Two notable constraints within our study warrant mention. Firstly, our data exclusively encompass an examination of patient cohorts from prior publications, which precludes the possibility of an independent prospective validation of the outcomes. The second constraint is rooted in our reliance on gene expression data. This stems primarily from the unavailability of protein expression data for a sufficiently expansive cohort of proteins across a comprehensive set of patients, complete with clinical profiles and follow-up information. To address these limitations, a prospective large-scale investigation that concurrently assesses a multitude of genes and proteins may be essential to secure the requisite validation for the identified target genes. Note that the performed multiple testing correction is limited to the genes analyzed in the current manuscript. We suggest using our multiple testing correction tool available at www.multipletesting.com when analyzing other sets of biomarker candidates.29
In brief, here, we established a comprehensive transcriptomic database for colon cancer cases, which includes pathological details and follow-up information. Utilizing this dataset, we pinpointed the key genes that exhibited a strong correlation with RFS across all stages of colon cancer, as well as specifically in stage II and stage III/IV tumors. Our analysis focused on druggable genes that showed elevated expression in patients with a poorer prognosis, aiming to identify the most reliable genes with potential therapeutic value. The presented analysis can also be used as a step-by-step guide for utilizing the online available KM plotter for the identification and validation of new gene expression-based prognostic biomarkers in various other types of solid tumors including, among others, breast, gastric, kidney, liver, lung, ovarian, pancreatic, and thyroid cancers.
Materials and methods
Identification of colon cancer cohorts
Our search for colon cancer cohorts was conducted through the NCBI Gene Expression Omnibus (GEO; https://www.ncbi.nlm.nih.gov/geo/) and the Genomic Data Commons Data Portal (https://portal.gdc.cancer.gov/). We specifically included samples that had available transcriptome-level data and restricted our initial selection to those comprising a minimum of 30 patients. The final combined database has fewer patients in some cohorts because duplicate gene arrays have been removed. To ensure the consistency of our data and eliminate potential discrepancies arising from variations in sensitivity, specificity, and dynamic range across different gene expression detection technologies, our search focused on tumor samples analyzed using the following in situ oligonucleotide array platforms: GPL96 (Affymetrix Human Genome U133A Array), GPL571 (GeneChip Human Genome U133A 2.0 Array), and GPL570 (Affymetrix Human Genome U133 Plus 2.0 Array). These platforms offer the advantage of employing identical probe sequences to assess the expression levels of individual genes.
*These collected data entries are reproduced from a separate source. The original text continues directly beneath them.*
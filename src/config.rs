use std::str::FromStr;
use std::time::Duration;

use anyhow::{Context, Result};

use crate::services::rate_limiter::{RateLimit, RateLimits};

pub const DEFAULT_NOMINATIM_URL: &str = "https://nominatim.openstreetmap.org";
pub const DEFAULT_OSRM_URL: &str = "https://router.project-osrm.org";
pub const DEFAULT_USER_AGENT: &str = "map-scheduler-app";

#[derive(Debug, Clone)]
pub struct Config {
    pub host: String,
    pub port: u16,
    pub mongodb_uri: Option<String>,
    pub mongodb_database: String,
    pub nominatim_url: String,
    pub osrm_url: String,
    pub user_agent: String,
    pub seed_csv: Option<String>,
    pub geocode_cache_ttl: Duration,
    pub rate_limits: RateLimits,
}

impl Config {
    /// Reads the process environment (after `.env` has been loaded).
    pub fn from_env() -> Result<Self> {
        Self::from_lookup(|key| std::env::var(key).ok())
    }

    pub fn from_lookup<F>(lookup: F) -> Result<Self>
    where
        F: Fn(&str) -> Option<String>,
    {
        let var = |key: &str| lookup(key).filter(|v| !v.trim().is_empty());
        let defaults = RateLimits::default();

        Ok(Config {
            host: var("HOST").unwrap_or_else(|| "0.0.0.0".to_string()),
            port: parse_or(&var, "PORT", 80)?,
            mongodb_uri: var("MONGODB_URI"),
            mongodb_database: var("MONGODB_DATABASE").unwrap_or_else(|| "map_scheduler".to_string()),
            nominatim_url: var("NOMINATIM_URL").unwrap_or_else(|| DEFAULT_NOMINATIM_URL.to_string()),
            osrm_url: var("OSRM_URL").unwrap_or_else(|| DEFAULT_OSRM_URL.to_string()),
            user_agent: var("GEOCODER_USER_AGENT").unwrap_or_else(|| DEFAULT_USER_AGENT.to_string()),
            seed_csv: var("SEED_CSV"),
            geocode_cache_ttl: Duration::from_secs(parse_or(&var, "GEOCODE_CACHE_TTL_SECS", 3600)?),
            rate_limits: RateLimits {
                read: RateLimit {
                    max_calls: parse_or(&var, "READ_LIMIT_PER_SEC", defaults.read.max_calls)?,
                    ..defaults.read
                },
                write: RateLimit {
                    max_calls: parse_or(&var, "WRITE_LIMIT_PER_SEC", defaults.write.max_calls)?,
                    ..defaults.write
                },
                total_reads: RateLimit {
                    max_calls: parse_or(
                        &var,
                        "TOTAL_READ_LIMIT_PER_10_SEC",
                        defaults.total_reads.max_calls,
                    )?,
                    ..defaults.total_reads
                },
            },
        })
    }
}

fn parse_or<T, F>(var: &F, key: &str, default: T) -> Result<T>
where
    T: FromStr,
    T::Err: std::error::Error + Send + Sync + 'static,
    F: Fn(&str) -> Option<String>,
{
    match var(key) {
        Some(raw) => raw
            .trim()
            .parse()
            .with_context(|| format!("invalid value for {key}: {raw}")),
        None => Ok(default),
    }
}
use tracing::info;

use crate::errors::ApiError;
use crate::models::appointment::{Appointment, AppointmentPatch, NewAppointment};
use crate::state::AppState;

const TOTAL_READS_KEY: &str = "reads:total";
const WRITE_KEY: &str = "write";

/// Applies the per-rep and global read limits. A call rejected by either
/// limit counts against neither.
pub fn guard_reads(state: &AppState, rep_id: &str) -> Result<(), ApiError> {
    let rep_key = format!("read:{rep_id}");
    state
        .limiter
        .try_acquire_all(&[
            (rep_key.as_str(), state.limits.read),
            (TOTAL_READS_KEY, state.limits.total_reads),
        ])
        .map_err(|key| ApiError::RateLimited(key.to_string()))
}

fn guard_writes(state: &AppState) -> Result<(), ApiError> {
    if !state.limiter.try_acquire(WRITE_KEY, state.limits.write) {
        return Err(ApiError::RateLimited(WRITE_KEY.to_string()));
    }
    Ok(())
}

pub async fn list_appointments(state: &AppState, rep_id: &str) -> Result<Vec<Appointment>, ApiError> {
    guard_reads(state, rep_id)?;
    Ok(state.store.fetch_for_owner(rep_id).await?)
}

pub async fn create_appointment(
    state: &AppState,
    rep_id: &str,
    draft: NewAppointment,
) -> Result<Appointment, ApiError> {
    draft.validate().map_err(ApiError::Validation)?;
    guard_writes(state)?;

    let created = state.store.create(rep_id, draft).await?;
    info!("created appointment {} for rep {}", created.id, rep_id);
    Ok(created)
}

pub async fn update_appointment(
    state: &AppState,
    id: &str,
    patch: AppointmentPatch,
) -> Result<Appointment, ApiError> {
    patch.validate().map_err(ApiError::Validation)?;
    guard_writes(state)?;

    let updated = state.store.update(id, patch).await?;
    info!("updated appointment {}", id);
    Ok(updated)
}

pub async fn delete_appointment(state: &AppState, id: &str) -> Result<(), ApiError> {
    guard_writes(state)?;
    state.store.delete(id).await?;
    info!("deleted appointment {}", id);
    Ok(())
}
Normalization and gene annotation
Gene expression data obtained from the gene arrays underwent a two-step normalization process. Initially, MAS5 normalization was applied, followed by a subsequent scaling normalization to standardize the mean expression to 1,000 within each array. Only probes present in the GPL96 platform were utilized to ensure consistency and mitigate potential platform-specific variations, particularly considering the substantial number of additional probes in the GPL570 arrays. To determine the most reliable probe set for each gene, the JetSet algorithm was employed.15 Quality control measures were implemented to assess background intensity, noise levels, the percentage of present calls, the presence of bioBCD spikes, and the 3′/5′ ratios of GAPDH and ACTB.
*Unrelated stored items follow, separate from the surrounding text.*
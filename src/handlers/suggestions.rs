//! Combines geocoding, proximity ranking, drive times and slot suggestion
//! into a single recommendation for where a new visit fits.

use chrono::{Local, NaiveDate};
use std::collections::HashMap;
use tracing::{error, info, warn};

use crate::errors::ApiError;
use crate::handlers::appointments::guard_reads;
use crate::models::appointment::Appointment;
use crate::models::coordinate::Coordinate;
use crate::models::schedule::{RankedAppointment, Recommendation, SuggestionRequest};
use crate::scheduling::constants::{
    CLOSEST_LIMIT, DEFAULT_NEARBY_RADIUS_KM, NEARBY_RADIUS_KM_MILES_UNIT,
};
use crate::scheduling::distance::{DistanceUnit, Nearby, find_nearby, format_distance, rank_by_distance};
use crate::scheduling::slot::suggest_slot;
use crate::state::AppState;

const MIN_ADDRESS_LEN: usize = 5;

async fn resolve_location(state: &AppState, request: &SuggestionRequest) -> Result<Coordinate, ApiError> {
    if let Some(location) = request.location {
        return Ok(location);
    }

    let address = request.address.as_deref().map(str::trim).unwrap_or_default();
    if address.is_empty() {
        return Err(ApiError::BadRequest(
            "either address or location is required".to_string(),
        ));
    }
    if address.chars().count() < MIN_ADDRESS_LEN {
        return Err(ApiError::BadRequest(format!(
            "address must be at least {MIN_ADDRESS_LEN} characters"
        )));
    }

    match state.geocoder.geocode(address).await {
        Ok(Some(location)) => Ok(location),
        Ok(None) => Err(ApiError::NoMatch(address.to_string())),
        Err(e) => {
            error!("geocoding {:?} failed: {}", address, e);
            Err(e.into())
        }
    }
}

fn nearby_radius_km(unit: DistanceUnit) -> f64 {
    match unit {
        DistanceUnit::Km => DEFAULT_NEARBY_RADIUS_KM,
        DistanceUnit::Mi => NEARBY_RADIUS_KM_MILES_UNIT,
    }
}

/// Looks up drive times one at a time; a failed lookup is logged and left empty.
async fn with_drive_times(
    state: &AppState,
    origin: Coordinate,
    ranked: &[Nearby],
    by_id: &HashMap<&str, &Appointment>,
    unit: DistanceUnit,
    known: &mut HashMap<String, Option<f64>>,
) -> Vec<RankedAppointment> {
    let mut out = Vec::with_capacity(ranked.len());

    for entry in ranked {
        let Some(appointment) = by_id.get(entry.id.as_str()) else {
            continue;
        };

        let drive_minutes = match known.get(&entry.id) {
            Some(minutes) => *minutes,
            None => {
                let minutes = match state.drive_time.drive_minutes(origin, appointment.location).await {
                    Ok(minutes) => minutes,
                    Err(e) => {
                        warn!("drive time to {} unavailable: {}", entry.id, e);
                        None
                    }
                };
                known.insert(entry.id.clone(), minutes);
                minutes
            }
        };

        out.push(RankedAppointment {
            id: appointment.id.clone(),
            name: appointment.name.clone(),
            address: appointment.address.clone(),
            date: appointment.date,
            time: appointment.time.clone(),
            distance_km: entry.distance_km,
            distance_display: format_distance(entry.distance_km, unit),
            drive_minutes,
        });
    }

    out
}

/// `"Sat, Jan 17 · near 0.8 mi · 4 min drive · try 09:00"`
pub fn describe(primary: &RankedAppointment, date: NaiveDate, time: &str) -> String {
    let drive = match primary.drive_minutes {
        Some(minutes) if minutes != 0.0 && !minutes.is_nan() => {
            format!(" · {} min drive", minutes.round() as i64)
        }
        _ => String::new(),
    };

    format!(
        "{} · near {}{} · try {}",
        date.format("%a, %b %-d"),
        primary.distance_display,
        drive,
        time
    )
}

pub async fn suggest(
    state: &AppState,
    rep_id: &str,
    request: SuggestionRequest,
) -> Result<Recommendation, ApiError> {
    if request.duration_minutes == 0 {
        return Err(ApiError::BadRequest(
            "duration_minutes must be greater than 0".to_string(),
        ));
    }

    guard_reads(state, rep_id)?;
    let location = resolve_location(state, &request).await?;
    let appointments = state.store.fetch_for_owner(rep_id).await?;

    if appointments.is_empty() {
        let date = request.date.unwrap_or_else(|| Local::now().date_naive());
        return Ok(Recommendation {
            location,
            date,
            time: suggest_slot(&appointments, date, request.duration_minutes),
            closest: Vec::new(),
            nearby: Vec::new(),
            message: None,
        });
    }

    let by_id: HashMap<&str, &Appointment> =
        appointments.iter().map(|a| (a.id.as_str(), a)).collect();
    let points = || appointments.iter().map(|a| (a.id.as_str(), a.location));

    let mut known = HashMap::new();

    let ranked: Vec<Nearby> = rank_by_distance(location, points())
        .into_iter()
        .take(CLOSEST_LIMIT)
        .collect();
    let closest = with_drive_times(state, location, &ranked, &by_id, request.unit, &mut known).await;

    let within: Vec<Nearby> = find_nearby(location, points(), nearby_radius_km(request.unit))
        .into_iter()
        .take(CLOSEST_LIMIT)
        .collect();
    let nearby = with_drive_times(state, location, &within, &by_id, request.unit, &mut known).await;

    let (date, time, message) = match closest.first() {
        Some(primary) => {
            let date = primary.date;
            let time = suggest_slot(&appointments, date, request.duration_minutes);
            let message = describe(primary, date, &time);
            (date, time, Some(message))
        }
        None => {
            let date = request.date.unwrap_or_else(|| Local::now().date_naive());
            (date, suggest_slot(&appointments, date, request.duration_minutes), None)
        }
    };

    info!(
        "suggested {} {} for rep {} ({} nearby)",
        date,
        time,
        rep_id,
        nearby.len()
    );

    Ok(Recommendation {
        location,
        date,
        time,
        closest,
        nearby,
        message,
    })
}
Assembly of clinical and pathological data
Clinical information was sourced from the supplementary materials provided in the original publications or extracted from the series matrix files accessible through GEO. We gathered pertinent data, including RFS time and event details, OS time and event, MSI status, tumor localization, stage, grade, TNM (Tumour, Node, and Metastasis) status, gender, and KRAS, BRAF, and TP53 mutation status, as well as treatment information for each sample whenever it was available.
Survival analysis
We used Cox proportional hazards regression analysis to calculate differential survival rates. Initially, a univariate analysis was conducted for each gene independently. In order to ensure that we did not miss any correlations due to the use of a specific cutoff value, we considered all available cutoff values between the lower and upper quartiles of expression for each gene. Additionally, we computed the FDR using the Benjamini-Hochberg method to correct for multiple hypothesis testing.16 Then, we selected the cutoff value with the highest level of significance, also marked by the lowest level of FDR. In cases where multiple cutoff values had identical significance, we chose the cutoff with the highest HR for the final analysis. To reduce noise when identifying the top genes with the most robust correlation with survival, we only considered genes with a cutoff value exceeding 200, which is twice the background intensity of approximately 100. Furthermore, we filtered for genes associated with a worse prognosis at higher expression levels (HR > 1), as these genes hold potential as future therapeutic targets. For the selected top genes, we conducted multivariate Cox regression analysis to validate the correlation between clinical and pathological variables as well as gene expression on survival. To visualize differences in survival, KM plots were generated using the cutoff values identified in the univariate analysis.
Integration of the colon cancer cohort into the KM plotter
We integrated the colon cancer cohort into our previously established KM plotter, which can be accessed at https://www.kmplot.com.17 The plotter enables the analysis of the correlation between survival outcome and any gene or combination of genes in various tumor types including, among others, breast, esophageal, gastric, kidney, liver, lung, ovarian, pancreatic, thyroid, and uterine cancers. Filtering can be done for all available pathological (stage, TNM, mutation status, MSI, grade, localization) and clinical (gender, treatment) parameters. In addition, the analysis can be executed by setting the targeted outcome to RFS, OS, or post-progression survival. Post-progression survival only includes those tumors that had a relapse (an event for RFS) and the OS is known, regardless of the OS event status. The KM-plotter platform provides a valuable opportunity for the future analysis and validation of recently discovered gene expression-based biomarkers and signatures in different types of solid tumors and across various patient subgroups, including those that have not been explored to date. Note that in the KM plotter, the analysis results can be exported as a table, thereby enabling the visualization of the results in other software as well (e.g., Microsoft Excel).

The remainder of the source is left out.